### [EXERCISE GOAL]
When you return the data, keep each character exactly as it appears.
------ PROVIDED RECORDS
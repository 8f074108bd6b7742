//! Running clang and collecting its AST and diagnostics.

use crate::Node;
use h2yaml_core::Error;
use std::fmt;
use std::io::{Read as _, Write as _};
use std::path::PathBuf;
use std::process::{Command, Stdio};
use std::sync::Arc;
use tracing::{debug, info};

/// File name clang reports for code read from standard input.
pub const STDIN_NAME: &str = "<stdin>";

/// The header to parse.
pub enum Input {
    File(PathBuf),
    /// Contents of standard input, read up front so they can be handed to clang and read back
    /// by the mapper.
    Stdin(Arc<[u8]>),
}

impl Input {
    /// Reads all of standard input.
    pub fn stdin() -> std::io::Result<Input> {
        let mut contents = vec![];
        std::io::stdin().read_to_end(&mut contents)?;
        Ok(Input::Stdin(contents.into()))
    }

    /// The name clang uses for this input in locations and diagnostics.
    pub fn name(&self) -> String {
        match self {
            Input::File(path) => path.display().to_string(),
            Input::Stdin(_) => STDIN_NAME.into(),
        }
    }
}

#[derive(Clone, Copy, Debug, PartialEq, Eq)]
pub enum Severity {
    Note,
    Warning,
    Error,
    Fatal,
    /// A line clang printed that does not carry a severity.
    Unknown,
}

/// One diagnostic line printed by clang.
#[derive(Clone, Debug, PartialEq, Eq)]
pub struct Diagnostic {
    pub severity: Severity,
    pub text: String,
}

impl Diagnostic {
    /// Classifies a line of clang's stderr. Returns `None` for the trailing
    /// "N warnings generated." summary and for blank lines.
    pub fn parse(line: &str) -> Option<Diagnostic> {
        let line = line.trim_end();
        if line.trim().is_empty() || line.ends_with(" generated.") {
            return None;
        }
        const MARKERS: [(&str, Severity); 5] = [
            ("fatal error: ", Severity::Fatal),
            ("error: ", Severity::Error),
            ("warning: ", Severity::Warning),
            ("note: ", Severity::Note),
            ("remark: ", Severity::Note),
        ];
        // The severity is the first marker that starts the line or follows the "file:line:col: "
        // prefix; messages may themselves contain marker text later on.
        let severity = MARKERS
            .iter()
            .filter_map(|(marker, severity)| {
                line.match_indices(marker)
                    .find(|(at, _)| *at == 0 || line[..*at].ends_with(": "))
                    .map(|(at, _)| (at, *severity))
            })
            .min_by_key(|(at, severity)| (*at, *severity != Severity::Fatal))
            .map_or(Severity::Unknown, |(_, severity)| severity);
        Some(Diagnostic {
            severity,
            text: line.to_string(),
        })
    }

    pub fn is_error(&self) -> bool {
        matches!(self.severity, Severity::Error | Severity::Fatal)
    }
}

impl fmt::Display for Diagnostic {
    fn fmt(&self, f: &mut fmt::Formatter<'_>) -> fmt::Result {
        f.write_str(&self.text)
    }
}

/// Runs clang with `-ast-dump=json` and deserializes the translation unit.
pub struct ClangParser {
    program: String,
    args: Vec<String>,
}

impl ClangParser {
    pub fn new(program: impl Into<String>, args: Vec<String>) -> ClangParser {
        ClangParser {
            program: program.into(),
            args,
        }
    }

    /// Parses `input`. Every diagnostic clang prints is echoed on stderr as
    /// `clang diagnostic: ...`; if any of them is an error the AST is discarded and
    /// [Error::Diagnostics] is returned.
    pub fn parse(&self, input: &Input) -> Result<Node, Error> {
        let mut clang_cmd = Command::new(&self.program);
        let clang_cmd = clang_cmd
            .args(["-Xclang", "-ast-dump=json", "-fsyntax-only"])
            .args(["-fno-color-diagnostics", "-fno-caret-diagnostics"])
            .args(&self.args)
            .stdout(Stdio::piped())
            .stderr(Stdio::piped());
        match input {
            Input::File(path) => clang_cmd.arg(path).stdin(Stdio::null()),
            Input::Stdin(_) => clang_cmd.args(["-x", "c", "-"]).stdin(Stdio::piped()),
        };
        debug!("Running {clang_cmd:?}");
        let mut clang = clang_cmd.spawn().map_err(|source| Error::Launch {
            program: self.program.clone(),
            source,
        })?;
        if let (Input::Stdin(contents), Some(mut stdin)) = (input, clang.stdin.take()) {
            // clang reads its whole input before it prints anything, so this cannot block on a
            // full stdout pipe.
            stdin.write_all(contents)?;
        }
        let output = clang.wait_with_output()?;

        let diagnostics: Vec<Diagnostic> = String::from_utf8_lossy(&output.stderr)
            .lines()
            .filter_map(Diagnostic::parse)
            .collect();
        for diagnostic in &diagnostics {
            eprintln!("clang diagnostic: {diagnostic}");
        }
        let count = diagnostics.iter().filter(|d| d.is_error()).count();
        if count > 0 {
            return Err(Error::Diagnostics {
                input: input.name(),
                count,
            });
        }
        if !output.status.success() {
            return Err(Error::ClangFailed {
                status: output.status,
            });
        }

        let ast: Node = serde_json::from_slice(&output.stdout)?;
        info!(
            "Parsed {} ({} top-level declarations)",
            input.name(),
            ast.inner.len()
        );
        Ok(ast)
    }
}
------------
### [WRITTEN REPLY]
repository 8f074108bd6b7742
//! Running clang and collecting its AST and diagnostics.

use crate::Node;
use h2yaml_core::Error;
use std::fmt;
use std::io::{Read as _, Write as _};
use std::path::PathBuf;
use std::process::{Command, Stdio};
use std::sync::Arc;
use tracing::{debug, info};

/// File name clang reports for code read from standard input.
pub const STDIN_NAME: &str = "<stdin>";

/// The header to parse.
pub enum Input {
    File(PathBuf),
    /// Contents of standard input, read up front so they can be handed to clang and read back
    /// by the mapper.
    Stdin(Arc<[u8]>),
}

impl Input {
    /// Reads all of standard input.
    pub fn stdin() -> std::io::Result<Input> {
        let mut contents = vec![];
        std::io::stdin().read_to_end(&mut contents)?;
        Ok(Input::Stdin(contents.into()))
    }

    /// The name clang uses for this input in locations and diagnostics.
    pub fn name(&self) -> String {
        match self {
            Input::File(path) => path.display().to_string(),
            Input::Stdin(_) => STDIN_NAME.into(),
        }
    }
}

#[derive(Clone, Copy, Debug, PartialEq, Eq)]
pub enum Severity {
    Note,
    Warning,
    Error,
    Fatal,
    /// A line clang printed that does not carry a severity.
    Unknown,
}

/// One diagnostic line printed by clang.
#[derive(Clone, Debug, PartialEq, Eq)]
pub struct Diagnostic {
    pub severity: Severity,
    pub text: String,
}

impl Diagnostic {
    /// Classifies a line of clang's stderr. Returns `None` for the trailing
    /// "N warnings generated." summary and for blank lines.
    pub fn parse(line: &str) -> Option<Diagnostic> {
        let line = line.trim_end();
        if line.trim().is_empty() || line.ends_with(" generated.") {
            return None;
        }
        const MARKERS: [(&str, Severity); 5] = [
            ("fatal error: ", Severity::Fatal),
            ("error: ", Severity::Error),
            ("warning: ", Severity::Warning),
            ("note: ", Severity::Note),
            ("remark: ", Severity::Note),
        ];
        // The severity is the first marker that starts the line or follows the "file:line:col: "
        // prefix; messages may themselves contain marker text later on.
        let severity = MARKERS
            .iter()
            .filter_map(|(marker, severity)| {
                line.match_indices(marker)
                    .find(|(at, _)| *at == 0 || line[..*at].ends_with(": "))
                    .map(|(at, _)| (at, *severity))
            })
            .min_by_key(|(at, severity)| (*at, *severity != Severity::Fatal))
            .map_or(Severity::Unknown, |(_, severity)| severity);
        Some(Diagnostic {
            severity,
            text: line.to_string(),
        })
    }

    pub fn is_error(&self) -> bool {
        matches!(self.severity, Severity::Error | Severity::Fatal)
    }
}

impl fmt::Display for Diagnostic {
    fn fmt(&self, f: &mut fmt::Formatter<'_>) -> fmt::Result {
        f.write_str(&self.text)
    }
}

/// Runs clang with `-ast-dump=json` and deserializes the translation unit.
pub struct ClangParser {
    program: String,
    args: Vec<String>,
}

impl ClangParser {
    pub fn new(program: impl Into<String>, args: Vec<String>) -> ClangParser {
        ClangParser {
            program: program.into(),
            args,
        }
    }

    /// Parses `input`. Every diagnostic clang prints is echoed on stderr as
    /// `clang diagnostic: ...`; if any of them is an error the AST is discarded and
    /// [Error::Diagnostics] is returned.
    pub fn parse(&self, input: &Input) -> Result<Node, Error> {
        let mut clang_cmd = Command::new(&self.program);
        let clang_cmd = clang_cmd
            .args(["-Xclang", "-ast-dump=json", "-fsyntax-only"])
            .args(["-fno-color-diagnostics", "-fno-caret-diagnostics"])
            .args(&self.args)
            .stdout(Stdio::piped())
            .stderr(Stdio::piped());
        match input {
            Input::File(path) => clang_cmd.arg(path).stdin(Stdio::null()),
            Input::Stdin(_) => clang_cmd.args(["-x", "c", "-"]).stdin(Stdio::piped()),
        };
        debug!("Running {clang_cmd:?}");
        let mut clang = clang_cmd.spawn().map_err(|source| Error::Launch {
            program: self.program.clone(),
            source,
        })?;
        if let (Input::Stdin(contents), Some(mut stdin)) = (input, clang.stdin.take()) {
            // clang reads its whole input before it prints anything, so this cannot block on a
            // full stdout pipe.
            stdin.write_all(contents)?;
        }
        let output = clang.wait_with_output()?;

        let diagnostics: Vec<Diagnostic> = String::from_utf8_lossy(&output.stderr)
            .lines()
            .filter_map(Diagnostic::parse)
            .collect();
        for diagnostic in &diagnostics {
            eprintln!("clang diagnostic: {diagnostic}");
        }
        let count = diagnostics.iter().filter(|d| d.is_error()).count();
        if count > 0 {
            return Err(Error::Diagnostics {
                input: input.name(),
                count,
            });
        }
        if !output.status.success() {
            return Err(Error::ClangFailed {
                status: output.status,
            });
        }

        let ast: Node = serde_json::from_slice(&output.stdout)?;
        info!(
            "Parsed {} ({} top-level declarations)",
            input.name(),
            ast.inner.len()
        );
        Ok(ast)
    }
}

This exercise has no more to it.